Шрифт:
Интервал:
Закладка:
Шумели и окружали дом – бородатые мужики-хлапонинцы в полушубках и армяках, бабы в зипунах и теплых платках, иные с ребятами на руках, – не на кого было оставить дома.
Теснились на ступеньках крыльца, заглядывали в окна…
Хотя и орудовал в доме шумоватый и легкий на руку становой, но барин-то Хлапонинки все-таки лежал на столе… Становой покричит и уедет, а они останутся провожать барина на кладбище, забрасывать его гроб мерзлой землей, гадать на могите о новом барине, какой-то будет да когда-то еще будет…
А пока что – день тихий, не очень морозный; вьется ласковый легкий снежок, румянятся щеки, пар от дыхания подымается прямо кверху… Воли нет еще, положим, однако и барина над ними тоже нет, а что касается станового…
– Правов не имеет малого убивать!
– Правда истинная, не имеет!
В разрисованные морозом стекла окон – не очень больших окон, чтобы не уходило из дома печное тепло, – глядела, хоть и мало что видела, деревня, и стало от нее сумеречно в доме… Конторщик, выглядывавший в дверь на крыльцо и слышавший крики: «Малого убивают!» – вполголоса сказал становому:
– Отпустить, может, прикажете Гараську пока, ваше благородие? Все одно не уйдет ведь.
– Почему это «отпустить»? – грозно уставился было на него становой.
– Шумят что-то очень, лезут…
– Гна-ать их в шею! – заорал становой.
– А не пойдут если? – осторожно осведомился Петя.
– Как это так не пойдут?.. Как они посмеют не пойти?
Однако в одном окне неотступно торчали лица и шапки и платки бабьи, в другом, в третьем…
– Отвести в холодную! – приказал было пристав, но на вопрос бурмистра «Кому прикажете с ним идти?» буркнул: – Впрочем, черт с ним, пусть идет пока: арестовать мы его всегда можем.

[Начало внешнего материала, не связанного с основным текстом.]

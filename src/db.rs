//! Async entry point: one lazily opened store shared by every caller.

use std::sync::Arc;
use tokio::sync::OnceCell;

use crate::config::StoreConfig;
use crate::model::{AnalysisMeta, AnalysisSummary, FileReferenceGraph};
use crate::storage::{blob, cascade, records, Collection, Mode, StorageHandle, StoreStats, Transaction};
use crate::{Error, Result};

#[derive(Debug, Clone)]
enum Source {
    File(StoreConfig),
    Memory,
}

impl Source {
    fn open(&self) -> Result<StorageHandle> {
        match self {
            Source::File(config) => StorageHandle::open(config),
            Source::Memory => StorageHandle::open_in_memory(),
        }
    }
}

enum Readiness {
    Open {
        handle: StorageHandle,
        initial: Vec<AnalysisSummary>,
    },
    Failed(String),
}

struct Inner {
    source: Source,
    ready: OnceCell<Readiness>,
}

/// Handle to a KanaDB store.
///
/// The database is opened on first use and exactly once; clones share it.
/// Every operation runs as one transaction on tokio's blocking pool.
#[derive(Clone)]
pub struct KanaDb {
    inner: Arc<Inner>,
}

impl KanaDb {
    pub fn new(config: StoreConfig) -> Self {
        Self::from_source(Source::File(config))
    }

    /// A store that lives only as long as this handle (for testing)
    pub fn in_memory() -> Self {
        Self::from_source(Source::Memory)
    }

    fn from_source(source: Source) -> Self {
        Self {
            inner: Arc::new(Inner {
                source,
                ready: OnceCell::new(),
            }),
        }
    }

    /// Open the store if needed and return the analyses present at open time.
    ///
    /// Returns `None` when the store could not be opened. Repeated calls
    /// return the same list without reopening.
    pub async fn initialize(&self) -> Option<Vec<AnalysisSummary>> {
        match self.ready().await {
            Readiness::Open { initial, .. } => Some(initial.clone()),
            Readiness::Failed(_) => None,
        }
    }

    async fn ready(&self) -> &Readiness {
        self.inner.ready.get_or_init(|| self.open()).await
    }

    async fn open(&self) -> Readiness {
        let source = self.inner.source.clone();
        let opened = tokio::task::spawn_blocking(move || {
            let handle = source.open()?;
            let initial = handle.transaction(records::META_SCOPE, Mode::ReadOnly, "listing analyses", |tx| {
                records::list_analyses(tx)
            })?;
            Ok::<_, Error>((handle, initial))
        })
        .await;

        match opened {
            Ok(Ok((handle, initial))) => {
                tracing::info!(analyses = initial.len(), "store ready");
                Readiness::Open { handle, initial }
            }
            Ok(Err(err)) => {
                tracing::error!(error = %err, "failed to open store");
                Readiness::Failed(err.to_string())
            }
            Err(err) => {
                tracing::error!(error = %err, "store open task failed");
                Readiness::Failed(err.to_string())
            }
        }
    }

    async fn handle(&self) -> Result<StorageHandle> {
        match self.ready().await {
            Readiness::Open { handle, .. } => Ok(handle.clone()),
            Readiness::Failed(reason) => Err(Error::Unavailable(reason.clone())),
        }
    }

    async fn run<T, F>(&self, scope: &'static [Collection], mode: Mode, label: String, f: F) -> Result<T>
    where
        T: Send + 'static,
        F: FnOnce(&mut Transaction<'_>) -> Result<T> + Send + 'static,
    {
        let handle = self.handle().await?;
        tokio::task::spawn_blocking(move || handle.transaction(scope, mode, &label, f))
            .await
            .map_err(|e| Error::TaskJoin(e.to_string()))?
    }

    // ========== Analyses ==========

    /// Every stored analysis without its file references. Order is unspecified.
    pub async fn list_analyses(&self) -> Result<Vec<AnalysisSummary>> {
        self.run(records::META_SCOPE, Mode::ReadOnly, "listing analyses".to_string(), |tx| {
            records::list_analyses(tx)
        })
        .await
    }

    /// Save an analysis; `None` assigns the next free numeric id. Returns the id.
    pub async fn save_analysis(
        &self,
        id: Option<String>,
        payload: Vec<u8>,
        files: FileReferenceGraph,
        title: &str,
    ) -> Result<String> {
        let title = title.to_string();
        let label = format!("saving analysis {}", id.as_deref().unwrap_or("<new>"));
        let id = self
            .run(records::SCOPE, Mode::ReadWrite, label, move |tx| {
                records::save_analysis(tx, id, payload, files, &title)
            })
            .await?;
        tracing::debug!(id = %id, "saved analysis");
        Ok(id)
    }

    pub async fn load_analysis(&self, id: &str) -> Result<Option<Vec<u8>>> {
        let id = id.to_string();
        self.run(records::SCOPE, Mode::ReadOnly, format!("loading analysis {id}"), move |tx| {
            records::load_analysis(tx, &id)
        })
        .await
    }

    /// Metadata of one analysis including its file references
    pub async fn load_analysis_meta(&self, id: &str) -> Result<Option<AnalysisMeta>> {
        let id = id.to_string();
        self.run(records::META_SCOPE, Mode::ReadOnly, format!("loading analysis metadata {id}"), move |tx| {
            records::load_analysis_meta(tx, &id)
        })
        .await
    }

    /// Remove an analysis and release every file it references.
    pub async fn remove_analysis(&self, id: &str) -> Result<bool> {
        let id = id.to_string();
        let label = format!("removing analysis {id}");
        let removed = self
            .run(cascade::ANALYSIS_SCOPE, Mode::ReadWrite, label, move |tx| {
                cascade::remove_analysis(tx, &id)
            })
            .await?;
        Ok(removed)
    }

    // ========== Files ==========

    /// Store a file, adding one reference to it.
    pub async fn save_file(&self, id: &str, payload: Vec<u8>) -> Result<()> {
        self.save_file_counted(id, payload).await.map(|_| ())
    }

    /// Like [`KanaDb::save_file`], returning the reference count it committed.
    pub async fn save_file_counted(&self, id: &str, payload: Vec<u8>) -> Result<u32> {
        let owned = id.to_string();
        let count = self
            .run(blob::SCOPE, Mode::ReadWrite, format!("saving file {id}"), move |tx| {
                blob::save_file(tx, &owned, payload)
            })
            .await?;
        tracing::debug!(id, count, "saved file");
        Ok(count)
    }

    pub async fn load_file(&self, id: &str) -> Result<Option<Vec<u8>>> {
        let id = id.to_string();
        self.run(blob::SCOPE, Mode::ReadOnly, format!("loading file {id}"), move |tx| {
            blob::load_file(tx, &id)
        })
        .await
    }

    /// Drop one reference to a file; the last reference deletes it.
    pub async fn remove_file(&self, id: &str) -> Result<()> {
        let id = id.to_string();
        self.run(blob::SCOPE, Mode::ReadWrite, format!("removing file {id}"), move |tx| {
            cascade::remove_file(tx, &id)
        })
        .await
    }

    /// Current reference count of a file, `None` if it is not stored
    pub async fn file_ref_count(&self, id: &str) -> Result<Option<u32>> {
        let id = id.to_string();
        self.run(blob::SCOPE, Mode::ReadOnly, format!("reading file metadata {id}"), move |tx| {
            blob::ref_count(tx, &id)
        })
        .await
    }

    pub async fn stats(&self) -> Result<StoreStats> {
        self.run(&Collection::ALL, Mode::ReadOnly, "collecting stats".to_string(), |tx| {
            StoreStats::collect(tx)
        })
        .await
    }
}

#[cfg(test)]
mod tests {
    use super::*;

    #[tokio::test]
    async fn test_initialize_on_empty_store() {
        let db = KanaDb::in_memory();
        assert_eq!(db.initialize().await, Some(Vec::new()));
    }

    #[tokio::test]
    async fn test_operations_open_the_store_lazily() {
        let db = KanaDb::in_memory();
        db.save_file("f", b"abc".to_vec()).await.unwrap();
        assert_eq!(db.load_file("f").await.unwrap(), Some(b"abc".to_vec()));
        // readiness was resolved by the first operation, before anything was saved
        assert_eq!(db.initialize().await, Some(Vec::new()));
    }

    #[tokio::test]
    async fn test_clones_share_the_store() {
        let db = KanaDb::in_memory();
        let other = db.clone();
        db.save_file("f", vec![1]).await.unwrap();
        assert_eq!(other.file_ref_count("f").await.unwrap(), Some(1));
    }

    #[tokio::test]
    async fn test_save_file_counted_reports_committed_count() {
        let db = KanaDb::in_memory();
        assert_eq!(db.save_file_counted("f", vec![1]).await.unwrap(), 1);
        db.save_file("f", vec![1]).await.unwrap();
        assert_eq!(db.save_file_counted("f", vec![1]).await.unwrap(), 3);
        assert_eq!(db.file_ref_count("f").await.unwrap(), Some(3));
    }

    #[tokio::test]
    async fn test_failed_open_surfaces_as_unavailable() {
        let dir = tempfile::tempdir().unwrap();
        let blocker = dir.path().join("blocker");
        std::fs::write(&blocker, b"not a directory").unwrap();

        let db = KanaDb::new(StoreConfig::with_database(blocker.join("sub").join("k.db")));
        assert_eq!(db.initialize().await, None);

        let err = db.save_file("f", vec![1]).await.unwrap_err();
        assert!(matches!(err, Error::Unavailable(_)));
        assert!(matches!(db.list_analyses().await, Err(Error::Unavailable(_))));
    }
}
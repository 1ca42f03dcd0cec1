//! Terminal output for the `kanadb` binary.

pub mod icons;
pub mod output;
pub mod table;
pub mod theme;

pub use icons::Icons;
pub use output::{error, human_bytes, info, section, success};
pub use table::{analyses_table, stats_table};
pub use theme::{theme, Theme};
//! Analysis payloads and their metadata.

use super::schema::Collection;
use super::transaction::{Transaction, WriteOp};
use crate::model::{now_millis, AnalysisMeta, AnalysisSummary, FileReferenceGraph};
use crate::Result;

/// Collections touched by analysis saves and loads
pub const SCOPE: &[Collection] = &[Collection::Analysis, Collection::AnalysisMeta];

/// Collection read when listing analyses
pub const META_SCOPE: &[Collection] = &[Collection::AnalysisMeta];

/// Write the payload and metadata of an analysis. Returns the id used.
///
/// Without an `id` a fresh one is chosen inside this transaction, so it
/// cannot collide with a concurrent save.
pub fn save_analysis(
    tx: &mut Transaction<'_>,
    id: Option<String>,
    payload: Vec<u8>,
    files: FileReferenceGraph,
    title: &str,
) -> Result<String> {
    let id = match id {
        Some(id) => id,
        None => next_analysis_id(tx)?,
    };

    let meta = AnalysisMeta {
        id: id.clone(),
        files,
        time: now_millis(),
        title: title.to_string(),
    };

    tx.issue(WriteOp::put_payload(Collection::Analysis, &id, payload))?;
    tx.issue(WriteOp::put_analysis_meta(&meta)?)?;
    Ok(id)
}

/// First unused id, counting up from the number of stored analyses.
fn next_analysis_id(tx: &Transaction<'_>) -> Result<String> {
    let mut next = tx.count(Collection::AnalysisMeta)?;
    loop {
        let candidate = next.to_string();
        if !tx.contains(Collection::AnalysisMeta, &candidate)?
            && !tx.contains(Collection::Analysis, &candidate)?
        {
            return Ok(candidate);
        }
        next += 1;
    }
}

pub fn load_analysis(tx: &Transaction<'_>, id: &str) -> Result<Option<Vec<u8>>> {
    tx.get_payload(Collection::Analysis, id)
}

pub fn load_analysis_meta(tx: &Transaction<'_>, id: &str) -> Result<Option<AnalysisMeta>> {
    tx.get_analysis_meta(id)
}

/// All analyses without their file references. Order is unspecified.
pub fn list_analyses(tx: &Transaction<'_>) -> Result<Vec<AnalysisSummary>> {
    tx.list_analysis_summaries()
}
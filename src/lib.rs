//! # KanaDB - embedded store for analysis results
//!
//! KanaDB keeps serialized analysis results next to the input files they were
//! computed from. Input files are shared between analyses and reference
//! counted, so removing an analysis releases exactly the files it pulled in.
//!
//! Storage is a single SQLite database with four tables:
//! - `analysis(id, payload)`
//! - `analysis_meta(id, files, time, title)`
//! - `file(id, payload)`
//! - `file_meta(id, count)`
//!
//! All access goes through [`KanaDb`], which opens the database once and
//! runs every operation as one scoped transaction.

pub mod config;
pub mod db;
pub mod model;
pub mod storage;
pub mod ui;

// Re-exports for convenient access
pub use config::StoreConfig;
pub use db::KanaDb;
pub use model::{AnalysisMeta, AnalysisSummary, FileMeta, FileReference, FileReferenceGraph};
pub use storage::{Collection, StorageHandle, StoreStats};

/// Result type alias for KanaDB operations
pub type Result<T> = std::result::Result<T, Error>;

/// Error types for KanaDB operations
#[derive(Debug, thiserror::Error)]
pub enum Error {
    #[error("store unavailable: {0}")]
    Unavailable(String),

    #[error("transaction failed while {operation} {target}: {code}")]
    Transaction {
        operation: storage::Operation,
        target: String,
        code: String,
    },

    #[error("no {collection} record for {id}")]
    MissingRecord { collection: Collection, id: String },

    #[error("collection {collection} is not part of this transaction")]
    OutOfScope { collection: Collection },

    #[error("cannot write to {collection} in a read-only transaction")]
    ReadOnly { collection: Collection },

    #[error("Storage error: {0}")]
    Storage(#[from] rusqlite::Error),

    #[error("Serialization error: {0}")]
    Serialization(#[from] serde_json::Error),

    #[error("IO error: {0}")]
    Io(#[from] std::io::Error),

    #[error("Config error: {0}")]
    Config(String),

    #[error("storage task failed: {0}")]
    TaskJoin(String),
}

#[cfg(test)]
mod tests {
    use super::*;

    #[test]
    fn test_transaction_error_message() {
        let err = Error::Transaction {
            operation: storage::Operation::Delete,
            target: "file abc".to_string(),
            code: "ConstraintViolation (2067)".to_string(),
        };
        assert_eq!(
            err.to_string(),
            "transaction failed while deleting file abc: ConstraintViolation (2067)"
        );
    }

    #[test]
    fn test_missing_record_message() {
        let err = Error::MissingRecord {
            collection: Collection::FileMeta,
            id: "f1".to_string(),
        };
        assert_eq!(err.to_string(), "no file_meta record for f1");
    }
}
use crate::config::types::{Config, CrawlerConfig, OutputConfig, RetryConfig, UserAgentConfig};
use crate::{ConfigError, ConfigResult};

/// Validates the entire configuration
pub fn validate(config: &Config) -> ConfigResult<()> {
    validate_crawler_config(&config.crawler)?;
    validate_retry_config(&config.retry)?;
    validate_user_agent_config(&config.user_agent)?;
    validate_output_config(&config.output)?;
    Ok(())
}

/// Validates crawler configuration
fn validate_crawler_config(config: &CrawlerConfig) -> ConfigResult<()> {
    // max-results = 0 is allowed and produces an empty crawl

    if config.requests_per_minute < 1 {
        return Err(ConfigError::Validation(format!(
            "requests-per-minute must be >= 1, got {}",
            config.requests_per_minute
        )));
    }

    if config.timeout_seconds < 1 {
        return Err(ConfigError::Validation(format!(
            "timeout-seconds must be >= 1, got {}",
            config.timeout_seconds
        )));
    }

    if config.max_pages == Some(0) {
        return Err(ConfigError::Validation(
            "max-pages must be >= 1 when given".to_string(),
        ));
    }

    Ok(())
}

/// Validates the retry schedule
fn validate_retry_config(config: &RetryConfig) -> ConfigResult<()> {
    if config.max_attempts < 1 {
        return Err(ConfigError::Validation(format!(
            "max-attempts must be >= 1, got {}",
            config.max_attempts
        )));
    }

    if !config.backoff_factor.is_finite() || config.backoff_factor < 1.0 {
        return Err(ConfigError::Validation(format!(
            "backoff-factor must be >= 1.0, got {}",
            config.backoff_factor
        )));
    }

    if config.initial_delay_ms > config.max_delay_ms {
        return Err(ConfigError::Validation(format!(
            "initial-delay-ms ({}) must not exceed max-delay-ms ({})",
            config.initial_delay_ms, config.max_delay_ms
        )));
    }

    Ok(())
}

/// Validates user agent configuration
fn validate_user_agent_config(config: &UserAgentConfig) -> ConfigResult<()> {
    if config.header.trim().is_empty() {
        return Err(ConfigError::Validation(
            "user-agent header cannot be empty".to_string(),
        ));
    }

    if config.header.chars().any(|c| c.is_control()) {
        return Err(ConfigError::Validation(
            "user-agent header cannot contain control characters".to_string(),
        ));
    }

    Ok(())
}

/// Validates output configuration
fn validate_output_config(config: &OutputConfig) -> ConfigResult<()> {
    if config.path.as_os_str().is_empty() {
        return Err(ConfigError::Validation(
            "output path cannot be empty".to_string(),
        ));
    }

    Ok(())
}
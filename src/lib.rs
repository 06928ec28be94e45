//! Job-Harvest: a resilient job-listing crawler
//!
//! This crate turns paginated search-result pages into structured, deduplicated
//! listing records, tolerating layout drift in the source markup.

pub mod config;
pub mod crawler;
pub mod extract;
pub mod output;
pub mod record;

use thiserror::Error;

/// Main error type for Job-Harvest operations
#[derive(Debug, Error)]
pub enum HarvestError {
    #[error("Configuration error: {0}")]
    Config(#[from] ConfigError),

    #[error("Pagination error: {0}")]
    Pagination(#[from] PaginationError),

    #[error("Output error: {0}")]
    Output(#[from] OutputError),

    #[error("HTTP client error: {0}")]
    Reqwest(#[from] reqwest::Error),

    #[error("No seed URLs could be resolved")]
    NoSeeds,
}

/// Configuration-specific errors
#[derive(Debug, Error)]
pub enum ConfigError {
    #[error("Failed to read config file: {0}")]
    Io(#[from] std::io::Error),

    #[error("Failed to parse TOML: {0}")]
    Parse(#[from] toml::de::Error),

    #[error("Validation error: {0}")]
    Validation(String),
}

/// Failure of a single page fetch
///
/// These never abort a crawl: the retrying fetcher logs them and the page is dropped.
#[derive(Debug, Error)]
pub enum FetchError {
    #[error("HTTP error for {url}: {source}")]
    Http { url: String, source: reqwest::Error },

    #[error("HTTP {status} from {url}")]
    Status { url: String, status: u16 },

    #[error("Failed to read {path}: {source}")]
    Io {
        path: String,
        source: std::io::Error,
    },

    #[error("Invalid URL: {0}")]
    InvalidUrl(String),
}

/// Errors raised while building a page URL sequence
#[derive(Debug, Error)]
pub enum PaginationError {
    #[error("Invalid argument: {0}")]
    InvalidArgument(String),
}

/// Errors that can occur while exporting records
#[derive(Debug, Error)]
pub enum OutputError {
    #[error("IO error: {0}")]
    Io(#[from] std::io::Error),

    #[error("CSV error: {0}")]
    Csv(#[from] csv::Error),

    #[error("JSON error: {0}")]
    Json(#[from] serde_json::Error),
}

/// Result type alias for Job-Harvest operations
pub type Result<T> = std::result::Result<T, HarvestError>;

/// Result type alias for configuration operations
pub type ConfigResult<T> = std::result::Result<T, ConfigError>;

// Re-export commonly used types
pub use config::Config;
pub use crawler::{CrawlReport, Crawler};
pub use extract::{extract_listings, parse_salary_text};
pub use record::{Cadence, ListingRecord, RemoteWorkModel, SalaryRange, TaxonomyTag};
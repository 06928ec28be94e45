//! Integration tests for the crawler
//!
//! These tests use wiremock to serve paginated search results and test
//! the full crawl cycle end-to-end, plus a crawl over local files.

use job_harvest::config::{Config, UserAgentConfig};
use job_harvest::crawler::{crawl, CrawlSettings, Crawler, HttpPageSource, RateLimiter, RetryPolicy};
use job_harvest::{Cadence, RemoteWorkModel};
use std::sync::Arc;
use std::time::Duration;
use wiremock::matchers::{method, path, query_param};
use wiremock::{Mock, MockServer, ResponseTemplate};

/// Renders one result card in the current markup
fn card(job_key: &str, title: &str, salary: &str) -> String {
    format!(
        r#"<div data-testid="result">
            <h2 data-testid="title">{title}</h2>
            <span data-testid="company-name">Acme Corp</span>
            <div data-testid="text-location">Austin, TX</div>
            <a href="/rc/clk?jk={job_key}&amp;from=serp">View</a>
            <div data-testid="attribute-salary">{salary}</div>
            <div data-testid="attribute-snippet"><span>Full-time</span><span>Remote</span></div>
        </div>"#
    )
}

fn page(cards: &[String]) -> String {
    format!("<html><body><main>{}</main></body></html>", cards.join("\n"))
}

/// Creates a crawler with fast retries and a generous rate limit
fn create_test_crawler(max_results: usize, page_size: usize) -> Crawler<HttpPageSource> {
    let source = HttpPageSource::new(&UserAgentConfig::default(), Duration::from_secs(5))
        .expect("client builds");
    let limiter = Arc::new(RateLimiter::new(1000, Duration::from_secs(1)));
    let settings = CrawlSettings {
        max_results,
        page_size,
        max_pages: None,
        retry: RetryPolicy {
            max_attempts: 2,
            initial_delay: Duration::from_millis(10),
            backoff_factor: 2.0,
            max_delay: Duration::from_millis(20),
        },
    };
    Crawler::new(source, limiter, settings)
}

#[tokio::test]
async fn test_full_crawl_paginates_and_deduplicates() {
    let mock_server = MockServer::start().await;

    Mock::given(method("GET"))
        .and(path("/jobs"))
        .and(query_param("start", "0"))
        .respond_with(ResponseTemplate::new(200).set_body_string(page(&[
            card("a1", "Senior Software Developer", "$120,000 - $150,000 a year"),
            card("a2", "Rust Engineer", "$60 an hour"),
        ])))
        .expect(1)
        .mount(&mock_server)
        .await;

    Mock::given(method("GET"))
        .and(path("/jobs"))
        .and(query_param("start", "2"))
        .respond_with(ResponseTemplate::new(200).set_body_string(page(&[
            card("a2", "Rust Engineer", "$60 an hour"),
            card("a3", "Junior Developer", "Competitive"),
        ])))
        .expect(1)
        .mount(&mock_server)
        .await;

    let crawler = create_test_crawler(4, 2);
    let seed = format!("{}/jobs?q=rust", mock_server.uri());
    let report = crawler.run(&[seed.clone()]).await.unwrap();

    let keys: Vec<_> = report
        .records
        .iter()
        .map(|r| r.job_key.as_deref().unwrap_or_default())
        .collect();
    assert_eq!(keys, vec!["a1", "a2", "a3"]);

    assert_eq!(report.stats.pages_attempted, 2);
    assert_eq!(report.stats.pages_fetched, 2);
    assert_eq!(report.stats.records_extracted, 4);
    assert_eq!(report.stats.duplicates_dropped, 1);
    assert_eq!(report.stats.records_kept, 3);

    let first = &report.records[0];
    assert_eq!(first.normalized_title.as_deref(), Some("Sr Software Engineer"));
    assert_eq!(first.company.as_deref(), Some("Acme Corp"));
    assert_eq!(first.remote_work_model, Some(RemoteWorkModel::Remote));
    assert_eq!(first.source_url, format!("{}&start=0", seed));

    let salary = first.extracted_salary.as_ref().unwrap();
    assert_eq!(salary.min, 120000.0);
    assert_eq!(salary.max, 150000.0);
    assert_eq!(salary.cadence, Some(Cadence::Yearly));
    assert_eq!(salary.currency.as_deref(), Some("USD"));

    let unparsed = &report.records[2];
    assert_eq!(unparsed.salary_snippet_text.as_deref(), Some("Competitive"));
    assert!(unparsed.extracted_salary.is_none());
}

#[tokio::test]
async fn test_failed_page_is_skipped() {
    let mock_server = MockServer::start().await;

    Mock::given(method("GET"))
        .and(path("/jobs"))
        .and(query_param("start", "0"))
        .respond_with(ResponseTemplate::new(500))
        .expect(2)
        .mount(&mock_server)
        .await;

    Mock::given(method("GET"))
        .and(path("/jobs"))
        .and(query_param("start", "2"))
        .respond_with(ResponseTemplate::new(200).set_body_string(page(&[card(
            "b1",
            "Data Engineer",
            "£40,000 a year",
        )])))
        .mount(&mock_server)
        .await;

    let crawler = create_test_crawler(4, 2);
    let report = crawler
        .run(&[format!("{}/jobs?q=data", mock_server.uri())])
        .await
        .unwrap();

    assert_eq!(report.stats.pages_failed, 1);
    assert_eq!(report.stats.pages_fetched, 1);
    assert_eq!(report.records.len(), 1);
    assert_eq!(report.records[0].job_key.as_deref(), Some("b1"));
    assert_eq!(
        report.records[0]
            .extracted_salary
            .as_ref()
            .and_then(|s| s.currency.as_deref()),
        Some("GBP")
    );
}

#[tokio::test]
async fn test_result_cap_stops_pagination() {
    let mock_server = MockServer::start().await;

    Mock::given(method("GET"))
        .and(path("/jobs"))
        .respond_with(ResponseTemplate::new(200).set_body_string(page(&[
            card("c1", "Engineer", ""),
            card("c2", "Engineer II", ""),
            card("c3", "Engineer III", ""),
        ])))
        .mount(&mock_server)
        .await;

    let crawler = create_test_crawler(2, 2);
    let report = crawler
        .run(&[format!("{}/jobs", mock_server.uri())])
        .await
        .unwrap();

    assert_eq!(report.records.len(), 2);
    assert_eq!(report.stats.pages_attempted, 1);
    assert_eq!(mock_server.received_requests().await.unwrap().len(), 1);
}

#[tokio::test]
async fn test_crawl_local_file_seed() {
    let dir = tempfile::tempdir().unwrap();
    let file = dir.path().join("results.html");
    std::fs::write(
        &file,
        page(&[
            card("d1", "Platform Engineer", "€55,000 - €65,000 per year"),
            card("d1", "Platform Engineer", "€55,000 - €65,000 per year"),
        ]),
    )
    .unwrap();

    let mut config = Config::default();
    config.crawler.max_results = 15;
    let seed = url::Url::from_file_path(&file).unwrap().to_string();

    let report = crawl(&config, &[seed]).await.unwrap();

    assert_eq!(report.records.len(), 1);
    assert_eq!(report.stats.duplicates_dropped, 1);
    let salary = report.records[0].extracted_salary.as_ref().unwrap();
    assert_eq!(salary.currency.as_deref(), Some("EUR"));
    assert_eq!(salary.min, 55000.0);
}
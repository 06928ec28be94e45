use crate::crawler::{CrawlSettings, RetryPolicy, DEFAULT_PAGE_SIZE};
use crate::output::OutputFormat;
use serde::Deserialize;
use std::path::PathBuf;
use std::time::Duration;

const DEFAULT_USER_AGENT: &str = "Mozilla/5.0 (X11; Linux x86_64) AppleWebKit/537.36 \
                                  (KHTML, like Gecko) Chrome/124.0 Safari/537.36";

/// Main configuration structure for Job-Harvest
///
/// Every section and key is optional; missing values take their defaults.
#[derive(Debug, Clone, Default, Deserialize)]
#[serde(default)]
pub struct Config {
    pub crawler: CrawlerConfig,
    pub retry: RetryConfig,
    #[serde(rename = "user-agent")]
    pub user_agent: UserAgentConfig,
    pub output: OutputConfig,
}

impl Config {
    /// Returns the crawl settings derived from this configuration
    pub fn crawl_settings(&self) -> CrawlSettings {
        CrawlSettings {
            max_results: self.crawler.max_results,
            page_size: DEFAULT_PAGE_SIZE,
            max_pages: self.crawler.max_pages,
            retry: self.retry.policy(),
        }
    }
}

/// Crawler behavior configuration
#[derive(Debug, Clone, Deserialize)]
#[serde(default)]
pub struct CrawlerConfig {
    /// Maximum number of listings to collect across all seeds
    #[serde(rename = "max-results")]
    pub max_results: usize,

    /// Outbound request budget
    #[serde(rename = "requests-per-minute")]
    pub requests_per_minute: u32,

    /// Per-request timeout (seconds)
    #[serde(rename = "timeout-seconds")]
    pub timeout_seconds: u64,

    /// Optional cap on pages per seed; derived from max-results when absent
    #[serde(rename = "max-pages")]
    pub max_pages: Option<usize>,
}

impl Default for CrawlerConfig {
    fn default() -> Self {
        Self {
            max_results: 100,
            requests_per_minute: 30,
            timeout_seconds: 20,
            max_pages: None,
        }
    }
}

/// Retry schedule for failed page fetches
#[derive(Debug, Clone, Deserialize)]
#[serde(default)]
pub struct RetryConfig {
    #[serde(rename = "max-attempts")]
    pub max_attempts: u32,

    #[serde(rename = "initial-delay-ms")]
    pub initial_delay_ms: u64,

    #[serde(rename = "backoff-factor")]
    pub backoff_factor: f64,

    #[serde(rename = "max-delay-ms")]
    pub max_delay_ms: u64,
}

impl RetryConfig {
    /// Converts to the policy used by the fetcher
    pub fn policy(&self) -> RetryPolicy {
        RetryPolicy {
            max_attempts: self.max_attempts,
            initial_delay: Duration::from_millis(self.initial_delay_ms),
            backoff_factor: self.backoff_factor,
            max_delay: Duration::from_millis(self.max_delay_ms),
        }
    }
}

impl Default for RetryConfig {
    fn default() -> Self {
        Self {
            max_attempts: 3,
            initial_delay_ms: 1500,
            backoff_factor: 2.0,
            max_delay_ms: 8000,
        }
    }
}

/// Request identity configuration
#[derive(Debug, Clone, Deserialize)]
#[serde(default)]
pub struct UserAgentConfig {
    /// Value of the User-Agent header
    pub header: String,

    /// Value of the Accept-Language header
    #[serde(rename = "accept-language")]
    pub accept_language: String,
}

impl Default for UserAgentConfig {
    fn default() -> Self {
        Self {
            header: DEFAULT_USER_AGENT.to_string(),
            accept_language: "en-US,en;q=0.9".to_string(),
        }
    }
}

/// Output configuration
#[derive(Debug, Clone, Deserialize)]
#[serde(default)]
pub struct OutputConfig {
    /// Export format
    pub format: OutputFormat,

    /// Path of the exported file
    pub path: PathBuf,
}

impl Default for OutputConfig {
    fn default() -> Self {
        Self {
            format: OutputFormat::Json,
            path: PathBuf::from("output.json"),
        }
    }
}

Двое пошли с женой Терентия и еще не вернулись, двоих надо было приставить к Гараське – кто же останется тогда около него самого, станового?
Перед Гараськой, стоявшим в прихожей, отворили дверь:
– Иди, черт!
Стиснув зубы, Гараська стал шарить глазами около крыльца что-нибудь твердое, нашарил обломок кирпича, кинулся к нему, закатал его в снег, примял, закруглил снежок дрожащими пальцами и хотел уже, забежав, швырнуть в то самое окно, за которым стоял пристав и лежал на столе утопленник-барин, но помешал испугавшийся Трифон, снежок звонко шлепнулся в стену рядом с окном.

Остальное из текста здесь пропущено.